Exercise description » Reproduce the records exactly, beginning with their first line and ending with the line that contains "use crate::auth::oidc::id_token_claims;", and output nothing more.

[Stored items]
━━━━━━━━━━━━━━━━

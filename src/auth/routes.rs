// SPDX-License-Identifier: AGPL-3.0-or-later
//
// Copyright (C) 2026 Voicechat Gateway

//! Login, callback, and logout handlers.

use axum::extract::{Query, State};
use axum::response::Redirect;
use axum_extra::extract::PrivateCookieJar;
use serde::Deserialize;
use uuid::Uuid;

use crate::auth::oidc::id_token_claims;
use crate::auth::AuthError;
use crate::session::Session;
use crate::state::AppState;

#[derive(Debug, Deserialize)]
pub struct CallbackParams {
    pub code: Option<String>,
    pub state: Option<String>,
    pub error: Option<String>,
    pub error_description: Option<String>,
}

/// `GET /login` — start the authorization-code flow.
///
/// Overwrites any pending login with a fresh nonce, so only the most recent
/// initiation can complete.
pub async fn login(
    State(state): State<AppState>,
    jar: PrivateCookieJar,
) -> (PrivateCookieJar, Redirect) {
    let Some(oidc) = &state.oidc else {
        return (jar, Redirect::temporary("/"));
    };

    let nonce = Uuid::new_v4().to_string();
    let authorize_url = oidc.authorization_url(&nonce);
    let jar = Session::PendingAuth { nonce }.store(jar, state.config.secure_cookies());

    tracing::debug!("redirecting to identity provider");
    (jar, Redirect::temporary(&authorize_url))
}

/// OAuth callback — validate the echoed state, then exchange the code.
///
/// The checks run in a fixed order and the first failure wins; no partial
/// session state is committed on any failure path, and the pending nonce is
/// left in place so the provider's redirect can be retried.
pub async fn callback(
    State(state): State<AppState>,
    jar: PrivateCookieJar,
    Query(params): Query<CallbackParams>,
) -> Result<(PrivateCookieJar, Redirect), AuthError> {
    let Some(oidc) = &state.oidc else {
        return Ok((jar, Redirect::temporary("/")));
    };

    let session = Session::load(&jar);
    let matches_nonce = match (session.nonce(), params.state.as_deref()) {
        (Some(stored), Some(echoed)) => stored == echoed,
        _ => false,
    };
    if !matches_nonce {
        tracing::warn!("login state mismatch on callback");
        return Err(AuthError::StateMismatch);
    }

    if let Some(error) = &params.error {
        let description = params
            .error_description
            .clone()
            .unwrap_or_else(|| error.clone());
        tracing::warn!(error = %error, "identity provider returned an error");
        return Err(AuthError::ProviderError(description));
    }

    let code = params.code.as_deref().ok_or(AuthError::CodeMissing)?;

    let tokens = oidc.exchange_code(code).await.map_err(|e| {
        tracing::warn!(error = %e, "token exchange failed");
        AuthError::TokenExchangeFailed(e.to_string())
    })?;

    let claims = tokens
        .id_token
        .as_deref()
        .map(id_token_claims)
        .unwrap_or_default();

    tracing::info!("login completed");
    let jar = Session::Authenticated {
        claims,
        access_token: tokens.access_token,
        refresh_token: tokens.refresh_token.unwrap_or_default(),
    }
    .store(jar, state.config.secure_cookies());

    Ok((jar, Redirect::temporary("/")))
}

/// `GET /logout` — drop the session and send the browser to the provider's
/// end-session endpoint. Clearing an already-empty session is a no-op.
pub async fn logout(
    State(state): State<AppState>,
    jar: PrivateCookieJar,
) -> (PrivateCookieJar, Redirect) {
    let jar = Session::Anonymous.store(jar, state.config.secure_cookies());
    let target = state
        .oidc
        .as_ref()
        .map(|oidc| oidc.end_session_url())
        .unwrap_or_else(|| "/".to_string());

    tracing::info!("session cleared");
    (jar, Redirect::temporary(&target))
}
// SPDX-License-Identifier: AGPL-3.0-or-later
//
// Copyright (C) 2026 Voicechat Gateway

//! Authorization-code flow errors.

use axum::{
    http::StatusCode,
    response::{IntoResponse, Response},
    Json,
};
use serde::Serialize;

/// Failure of one ordered callback check. Every variant maps to HTTP 400;
/// none of them commits any session state.
#[derive(Debug)]
pub enum AuthError {
    /// The `state` echoed by the provider does not match the stored nonce.
    StateMismatch,
    /// The provider returned an `error` parameter on the callback.
    ProviderError(String),
    /// The callback carried no authorization code.
    CodeMissing,
    /// The provider rejected the code-for-token exchange.
    TokenExchangeFailed(String),
}

#[derive(Serialize)]
struct AuthErrorBody {
    error: String,
    error_code: String,
}

impl AuthError {
    pub fn error_code(&self) -> &'static str {
        match self {
            AuthError::StateMismatch => "auth_state_mismatch",
            AuthError::ProviderError(_) => "auth_provider_error",
            AuthError::CodeMissing => "auth_code_missing",
            AuthError::TokenExchangeFailed(_) => "auth_token_exchange_failed",
        }
    }

    pub fn status_code(&self) -> StatusCode {
        StatusCode::BAD_REQUEST
    }
}

impl std::fmt::Display for AuthError {
    fn fmt(&self, f: &mut std::fmt::Formatter<'_>) -> std::fmt::Result {
        match self {
            AuthError::StateMismatch => {
                write!(f, "Login state does not match the pending login attempt")
            }
            AuthError::ProviderError(desc) => write!(f, "Identity provider error: {desc}"),
            AuthError::CodeMissing => write!(f, "Callback is missing the authorization code"),
            AuthError::TokenExchangeFailed(desc) => write!(f, "Token exchange failed: {desc}"),
        }
    }
}

impl std::error::Error for AuthError {}

impl IntoResponse for AuthError {
    fn into_response(self) -> Response {
        let status = self.status_code();
        let body = Json(AuthErrorBody {
            error: self.to_string(),
            error_code: self.error_code().to_string(),
        });
        (status, body).into_response()
    }
}
// SPDX-License-Identifier: AGPL-3.0-or-later
//
// Copyright (C) 2026 Voicechat Gateway

//! Conversational orchestrator streaming client.
//!
//! One upstream connection per relay call, authenticated with the service
//! credential header. The connection uses the unbounded HTTP client:
//! conversational responses can legitimately take minutes, so no read
//! timeout applies. The [`line_events`] adapter turns the upstream byte
//! stream into newline-terminated text events in arrival order.

use bytes::Bytes;
use futures_util::{Stream, StreamExt};
use reqwest::Client;
use serde::Serialize;

use crate::config::OrchestratorConfig;

/// Header carrying the orchestrator service credential. Never forwarded to
/// the browser.
const FUNCTION_KEY_HEADER: &str = "x-functions-key";

#[derive(Debug, thiserror::Error)]
pub enum OrchestratorError {
    #[error("orchestrator request failed: {0}")]
    Request(String),
}

/// Request body sent upstream. Identity fields are always present, empty
/// when the caller supplied none, so the upstream contract stays stable.
#[derive(Debug, Clone, Serialize)]
pub struct OrchestratorRequest {
    pub conversation_id: String,
    pub question: String,
    pub text_only: bool,
    pub client_principal_id: String,
    pub client_principal_name: String,
    pub access_token: String,
}

#[derive(Clone)]
pub struct OrchestratorClient {
    stream_url: String,
    function_key: String,
    http: Client,
}

impl OrchestratorClient {
    pub fn new(config: &OrchestratorConfig, http: Client) -> Self {
        Self {
            stream_url: config.stream_url.clone(),
            function_key: config.function_key.clone(),
            http,
        }
    }

    /// Open the streaming connection for one question. The caller owns the
    /// response; dropping it releases the upstream connection.
    pub async fn ask(
        &self,
        request: &OrchestratorRequest,
    ) -> Result<reqwest::Response, OrchestratorError> {
        self.http
            .post(&self.stream_url)
            .header(FUNCTION_KEY_HEADER, &self.function_key)
            .json(request)
            .send()
            .await
            .map_err(|e| OrchestratorError::Request(e.to_string()))
    }
}

/// Split an upstream byte stream into newline-terminated line events.
///
/// Lines are emitted in arrival order; blank lines are dropped; a trailing
/// fragment without a final newline is flushed when the upstream closes.
/// An upstream read error yields one `Err` item and then the stream ends,
/// so the relay terminates exactly once.
pub fn line_events<S, E>(upstream: S) -> impl Stream<Item = Result<Bytes, std::io::Error>>
where
    S: Stream<Item = Result<Bytes, E>> + Unpin,
    E: Into<Box<dyn std::error::Error + Send + Sync>>,
{
    struct LineState<S> {
        upstream: S,
        buf: Vec<u8>,
        done: bool,
    }

    futures_util::stream::unfold(
        LineState {
            upstream,
            buf: Vec::new(),
            done: false,
        },
        |mut st| async move {
            loop {
                if let Some(pos) = st.buf.iter().position(|&b| b == b'\n') {
                    let mut line: Vec<u8> = st.buf.drain(..=pos).collect();
                    line.pop();
                    if line.last() == Some(&b'\r') {
                        line.pop();
                    }
                    if line.is_empty() {
                        continue;
                    }
                    line.push(b'\n');
                    return Some((Ok(Bytes::from(line)), st));
                }

                if st.done {
                    if st.buf.is_empty() {
                        return None;
                    }
                    let mut line = std::mem::take(&mut st.buf);
                    line.push(b'\n');
                    return Some((Ok(Bytes::from(line)), st));
                }

                match st.upstream.next().await {
                    Some(Ok(chunk)) => st.buf.extend_from_slice(&chunk),
                    Some(Err(e)) => {
                        st.done = true;
                        st.buf.clear();
                        return Some((Err(std::io::Error::other(e)), st));
                    }
                    None => st.done = true,
                }
            }
        },
    )
}

#[cfg(test)]
mod tests {
    use super::*;
    use futures_util::stream;

    fn chunks(parts: &[&str]) -> impl Stream<Item = Result<Bytes, std::io::Error>> + Unpin {
        stream::iter(
            parts
                .iter()
                .map(|p| Ok(Bytes::copy_from_slice(p.as_bytes())))
                .collect::<Vec<_>>(),
        )
    }

    async fn collect(parts: &[&str]) -> Vec<String> {
        line_events(chunks(parts))
            .map(|item| String::from_utf8(item.unwrap().to_vec()).unwrap())
            .collect()
            .await
    }

    #[tokio::test]
    async fn blank_lines_are_dropped_and_order_preserved() {
        assert_eq!(collect(&["a\n", "\n", "b\n"]).await, vec!["a\n", "b\n"]);
    }

    #[tokio::test]
    async fn lines_split_across_chunk_boundaries() {
        assert_eq!(
            collect(&["he", "llo\nwor", "ld\n"]).await,
            vec!["hello\n", "world\n"]
        );
    }

    #[tokio::test]
    async fn trailing_fragment_is_flushed_on_close() {
        assert_eq!(collect(&["a\nfinal"]).await, vec!["a\n", "final\n"]);
    }

    #[tokio::test]
    async fn carriage_returns_are_stripped() {
        assert_eq!(collect(&["a\r\n\r\nb\r\n"]).await, vec!["a\n", "b\n"]);
    }

    #[tokio::test]
    async fn upstream_error_ends_the_stream_after_one_err() {
        let upstream = stream::iter(vec![
            Ok(Bytes::from_static(b"a\npartial")),
            Err(std::io::Error::other("connection reset")),
        ]);

        let items: Vec<_> = line_events(upstream).collect().await;
        assert_eq!(items.len(), 2);
        assert_eq!(items[0].as_ref().unwrap(), &Bytes::from_static(b"a\n"));
        assert!(items[1].is_err());
    }
}
// SPDX-License-Identifier: AGPL-3.0-or-later
//
// Copyright (C) 2026 Voicechat Gateway

//! # Runtime Configuration
//!
//! Configuration is read once at startup from the environment and the
//! [`SecretProvider`](crate::secrets::SecretProvider), validated, and then
//! shared immutably across request tasks. The process refuses to start when
//! a required secret is missing.
//!
//! ## Environment Variables
//!
//! | Variable | Description | Default |
//! |----------|-------------|---------|
//! | `HOST` | Server bind address | `0.0.0.0` |
//! | `PORT` | Server bind port | `8000` |
//! | `PUBLIC_BASE_URL` | External base URL used in redirect URIs | `http://localhost:8000` |
//! | `STATIC_DIR` | Directory holding the chat UI assets | `static` |
//! | `STREAMING_ENDPOINT` | Orchestrator streaming endpoint | `http://localhost:7071/api/orcstream` |
//! | `FUNCTION_KEY` | Orchestrator service credential | Required (secret) |
//! | `SESSION_SECRET` | Session cookie key material (>= 32 bytes) | Required (secret) |
//! | `AAD_AUTHORITY` | Identity provider authority URL | Unset disables auth |
//! | `AAD_CLIENT_ID` | OIDC client id | Required when auth enabled |
//! | `AAD_CLIENT_SECRET` | OIDC client secret | Required when auth enabled (secret) |
//! | `AAD_REDIRECT_PATH` | OAuth callback path | `/auth` |
//! | `AAD_SCOPES` | Requested scopes, space separated | `openid profile offline_access` |
//! | `SPEECH_KEY` | Speech provider subscription key | Unset disables speech routes (secret) |
//! | `SPEECH_REGION` | Speech provider region | Unset disables speech routes |
//! | `SPEECH_ENDPOINT_BASE` | Override the regional speech endpoint base | Derived from region |
//! | `SUPPORTED_LANGUAGES` | Comma-separated language tags | `en-US` |
//! | `LOG_FORMAT` | Logging format (`json` or `pretty`) | `pretty` |
//! | `RUST_LOG` | Log level filter | `info,tower_http=debug` |

use std::env;
use std::path::PathBuf;

use crate::secrets::{SecretError, SecretProvider};

const DEFAULT_STREAMING_ENDPOINT: &str = "http://localhost:7071/api/orcstream";
const DEFAULT_PUBLIC_BASE_URL: &str = "http://localhost:8000";
const DEFAULT_STATIC_DIR: &str = "static";
const DEFAULT_REDIRECT_PATH: &str = "/auth";
const DEFAULT_SCOPES: &str = "openid profile offline_access";
const DEFAULT_LANGUAGES: &str = "en-US";

#[derive(Debug, thiserror::Error)]
pub enum ConfigError {
    #[error("missing required secret: {0}")]
    MissingSecret(String),

    #[error("missing required setting: {0}")]
    MissingSetting(String),

    #[error("invalid setting: {0}")]
    InvalidSetting(String),

    #[error("failed to build HTTP client: {0}")]
    HttpClient(String),
}

impl From<SecretError> for ConfigError {
    fn from(err: SecretError) -> Self {
        match err {
            SecretError::NotFound(name) => ConfigError::MissingSecret(name),
        }
    }
}

/// Identity provider settings for the authorization-code flow.
/// Absent when authentication is disabled.
#[derive(Debug, Clone)]
pub struct OidcConfig {
    pub authority: String,
    pub client_id: String,
    pub client_secret: String,
    pub redirect_path: String,
    pub scopes: String,
}

/// Upstream conversational orchestrator settings.
#[derive(Debug, Clone)]
pub struct OrchestratorConfig {
    pub stream_url: String,
    pub function_key: String,
}

/// Speech provider settings. Absent when the speech routes are disabled.
#[derive(Debug, Clone)]
pub struct SpeechConfig {
    pub key: String,
    pub region: String,
    /// Overrides the regional endpoint base, e.g. for tests.
    pub endpoint_base: Option<String>,
    pub languages: Vec<String>,
}

/// Process-wide immutable configuration, constructed once at startup.
#[derive(Debug, Clone)]
pub struct AppConfig {
    pub public_base_url: String,
    pub static_dir: PathBuf,
    pub session_secret: String,
    pub orchestrator: OrchestratorConfig,
    pub oidc: Option<OidcConfig>,
    pub speech: Option<SpeechConfig>,
}

impl AppConfig {
    pub fn load(secrets: &dyn SecretProvider) -> Result<Self, ConfigError> {
        let orchestrator = OrchestratorConfig {
            stream_url: env_or_default("STREAMING_ENDPOINT", DEFAULT_STREAMING_ENDPOINT),
            function_key: secrets.get("FUNCTION_KEY")?,
        };

        let oidc = match env_optional("AAD_AUTHORITY") {
            Some(authority) => Some(OidcConfig {
                authority: authority.trim_end_matches('/').to_string(),
                client_id: env_required("AAD_CLIENT_ID")?,
                client_secret: secrets.get("AAD_CLIENT_SECRET")?,
                redirect_path: env_or_default("AAD_REDIRECT_PATH", DEFAULT_REDIRECT_PATH),
                scopes: env_or_default("AAD_SCOPES", DEFAULT_SCOPES),
            }),
            None => None,
        };

        let speech = match (secrets.try_get("SPEECH_KEY"), env_optional("SPEECH_REGION")) {
            (Some(key), Some(region)) => Some(SpeechConfig {
                key,
                region,
                endpoint_base: env_optional("SPEECH_ENDPOINT_BASE"),
                languages: parse_languages(&env_or_default(
                    "SUPPORTED_LANGUAGES",
                    DEFAULT_LANGUAGES,
                )),
            }),
            _ => None,
        };

        Ok(Self {
            public_base_url: env_or_default("PUBLIC_BASE_URL", DEFAULT_PUBLIC_BASE_URL)
                .trim_end_matches('/')
                .to_string(),
            static_dir: PathBuf::from(env_or_default("STATIC_DIR", DEFAULT_STATIC_DIR)),
            session_secret: secrets.get("SESSION_SECRET")?,
            orchestrator,
            oidc,
            speech,
        })
    }

    /// The OAuth callback path, whether or not authentication is enabled.
    pub fn redirect_path(&self) -> &str {
        self.oidc
            .as_ref()
            .map(|c| c.redirect_path.as_str())
            .unwrap_or(DEFAULT_REDIRECT_PATH)
    }

    /// Session cookies are marked `Secure` when the public URL is HTTPS.
    pub fn secure_cookies(&self) -> bool {
        self.public_base_url.starts_with("https://")
    }
}

fn env_or_default(name: &str, default: &str) -> String {
    env_optional(name).unwrap_or_else(|| default.to_string())
}

fn env_optional(name: &str) -> Option<String> {
    env::var(name).ok().filter(|v| !v.is_empty())
}

fn env_required(name: &str) -> Result<String, ConfigError> {
    env_optional(name).ok_or_else(|| ConfigError::MissingSetting(name.to_string()))
}

fn parse_languages(raw: &str) -> Vec<String> {
    raw.split(',')
        .map(str::trim)
        .filter(|s| !s.is_empty())
        .map(str::to_string)
        .collect()
}

#[cfg(test)]
mod tests {
    use super::*;
    use crate::secrets::testing::MapSecretProvider;
    use std::collections::HashMap;

    fn base_secrets() -> MapSecretProvider {
        MapSecretProvider(HashMap::from([
            ("FUNCTION_KEY".to_string(), "fk".to_string()),
            (
                "SESSION_SECRET".to_string(),
                "0123456789abcdef0123456789abcdef".to_string(),
            ),
        ]))
    }

    #[test]
    fn load_fails_without_function_key() {
        let secrets = MapSecretProvider(HashMap::from([(
            "SESSION_SECRET".to_string(),
            "0123456789abcdef0123456789abcdef".to_string(),
        )]));
        let err = AppConfig::load(&secrets).unwrap_err();
        assert!(matches!(err, ConfigError::MissingSecret(name) if name == "FUNCTION_KEY"));
    }

    #[test]
    fn load_without_authority_disables_auth() {
        let config = AppConfig::load(&base_secrets()).unwrap();
        assert!(config.oidc.is_none());
        assert_eq!(config.redirect_path(), "/auth");
    }

    #[test]
    fn speech_requires_key_and_region() {
        let mut secrets = base_secrets();
        secrets.0.insert("SPEECH_KEY".to_string(), "sk".to_string());
        // Region not set, so the speech provider stays unconfigured.
        let config = AppConfig::load(&secrets).unwrap();
        assert!(config.speech.is_none());
    }

    #[test]
    fn parse_languages_trims_and_drops_empties() {
        assert_eq!(
            parse_languages("en-US, de-DE,,fr-FR "),
            vec!["en-US", "de-DE", "fr-FR"]
        );
        assert!(parse_languages("").is_empty());
    }

    #[test]
    fn secure_cookies_follow_public_url_scheme() {
        let mut config = AppConfig::load(&base_secrets()).unwrap();
        assert!(!config.secure_cookies());
        config.public_base_url = "https://chat.example.com".to_string();
        assert!(config.secure_cookies());
    }
}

━━━━━━━━━━━━━━━━

Your response »
filename src/auth/routes.rs
// SPDX-License-Identifier: AGPL-3.0-or-later
//
// Copyright (C) 2026 Voicechat Gateway

//! Login, callback, and logout handlers.

use axum::extract::{Query, State};
use axum::response::Redirect;
use axum_extra::extract::PrivateCookieJar;
use serde::Deserialize;
use uuid::Uuid;

use crate::auth::oidc::id_token_claims;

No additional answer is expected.